Pia mengangguk pasti. Tidak ada sedikit pun keraguan di wajahnya.

"Caranya?"

Setelah beberapa detik, Jax akhirnya menyerah dan berusaha mengikuti kehendak Asept dan Pia, karena pilihannya hanya ada dua yaitu, menyerah dan ikut mereka mencari atau tetap menolak dan ditinggal.

Lagi-lagi keheningan menyelimuti ketiga remaja itu selama beberapa menit.

"Kita bisa mulai dengan mencari informasi.
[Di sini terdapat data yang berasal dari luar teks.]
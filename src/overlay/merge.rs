//! Module-level merge rules shared by every overlay layer.
//!
//! Modules are matched by id. An overlay may add a new id (appended after
//! base modules in first-observed order) or override
//! `enabled`/`priority`/`gate`/`shadow`/`limitKey`/`memoKey` on an existing
//! one. `use` and `with` belong to the declaring layer; the validator
//! rejects attempts to change `use` in non-base layers, and the evaluator
//! ignores them.

use serde_json::Value;

use super::evaluation::{ModulePatch, OverlayLayer};
use crate::gates::GateExpr;
use crate::patchdoc::fields;

/// A stage's modules while overlays are being folded in.
#[derive(Debug, Default)]
pub(crate) struct WorkingStage {
    pub has_fanout_max: bool,
    pub fanout_max: u32,
    pub modules: Vec<ModulePatch>,
}

impl WorkingStage {
    fn find_mut(&mut self, id: &str) -> Option<&mut ModulePatch> {
        self.modules.iter_mut().find(|m| m.id == id)
    }

    /// Fold one stage-patch JSON object into this working stage.
    ///
    /// The evaluator assumes the validator ran first; anything of the wrong
    /// shape is skipped, never an error.
    pub fn apply(&mut self, stage_json: &Value, layer: OverlayLayer) {
        let Some(stage) = stage_json.as_object() else {
            return;
        };
        if let Some(fanout) = stage.get(fields::FANOUT_MAX).and_then(Value::as_u64) {
            self.has_fanout_max = true;
            self.fanout_max = fanout.min(u64::from(u32::MAX)) as u32;
        }
        let Some(modules) = stage.get(fields::MODULES).and_then(Value::as_array) else {
            return;
        };
        for entry in modules {
            self.apply_module(entry, layer);
        }
    }

    fn apply_module(&mut self, entry: &Value, layer: OverlayLayer) {
        let Some(object) = entry.as_object() else {
            return;
        };
        let Some(id) = object.get(fields::ID).and_then(Value::as_str) else {
            return;
        };

        if let Some(existing) = self.find_mut(id) {
            override_module(existing, object, layer);
            return;
        }

        // The emergency layer may only disable existing modules.
        if layer == OverlayLayer::Emergency {
            return;
        }

        let Some(module_type) = object.get(fields::USE).and_then(Value::as_str) else {
            return;
        };
        let declared_index = self.modules.len();
        let mut module = ModulePatch {
            id: id.to_string(),
            module_type: module_type.to_string(),
            args: object
                .get(fields::WITH)
                .cloned()
                .unwrap_or_else(|| Value::Object(serde_json::Map::new())),
            enabled: true,
            priority: 0,
            gate: None,
            shadow_sample: None,
            limit_key: None,
            memo_key: None,
            declared_index,
            introduced_by: layer,
            disabled_by_emergency: false,
        };
        override_module(&mut module, object, layer);
        self.modules.push(module);
    }
}

fn override_module(
    module: &mut ModulePatch,
    object: &serde_json::Map<String, Value>,
    layer: OverlayLayer,
) {
    if layer == OverlayLayer::Emergency {
        // Only `enabled: false` takes effect from an emergency overlay.
        if object.get(fields::ENABLED).and_then(Value::as_bool) == Some(false) {
            module.enabled = false;
            module.disabled_by_emergency = true;
        }
        return;
    }
    if let Some(enabled) = object.get(fields::ENABLED).and_then(Value::as_bool) {
        module.enabled = enabled;
    }
    if let Some(priority) = object.get(fields::PRIORITY).and_then(Value::as_i64) {
        module.priority = priority.clamp(i64::from(i32::MIN), i64::from(i32::MAX)) as i32;
    }
    if let Some(gate_json) = object.get(fields::GATE)
        && let Ok(gate) = GateExpr::parse(gate_json)
    {
        module.gate = Some(gate);
    }
    if let Some(sample) = object
        .get(fields::SHADOW)
        .and_then(|shadow| shadow.get(fields::SAMPLE))
        .and_then(Value::as_f64)
    {
        module.shadow_sample = Some(sample);
    }
    if let Some(limit_key) = object.get(fields::LIMIT_KEY).and_then(Value::as_str) {
        module.limit_key = Some(limit_key.to_string());
    }
    if let Some(memo_key) = object.get(fields::MEMO_KEY).and_then(Value::as_str) {
        module.memo_key = Some(memo_key.to_string());
    }
}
Mungkin bukan informasi lengkap, tapi cukup beberapa kepingan informasi saja. Seharusnya ada yang bisa kita rangkai dari kepingan-kepingan informasi yang ada." Pia memberikan usulan, tetapi Asept dan Jax memberikan tatapan bingung.

"Tenang, tentu saja aku tahu dimana kita bisa mencari informasi," ucap Pia seakan memberikan jawaban atas pertanyaan yang belum sempat dilontarkan oleh kedua temannya.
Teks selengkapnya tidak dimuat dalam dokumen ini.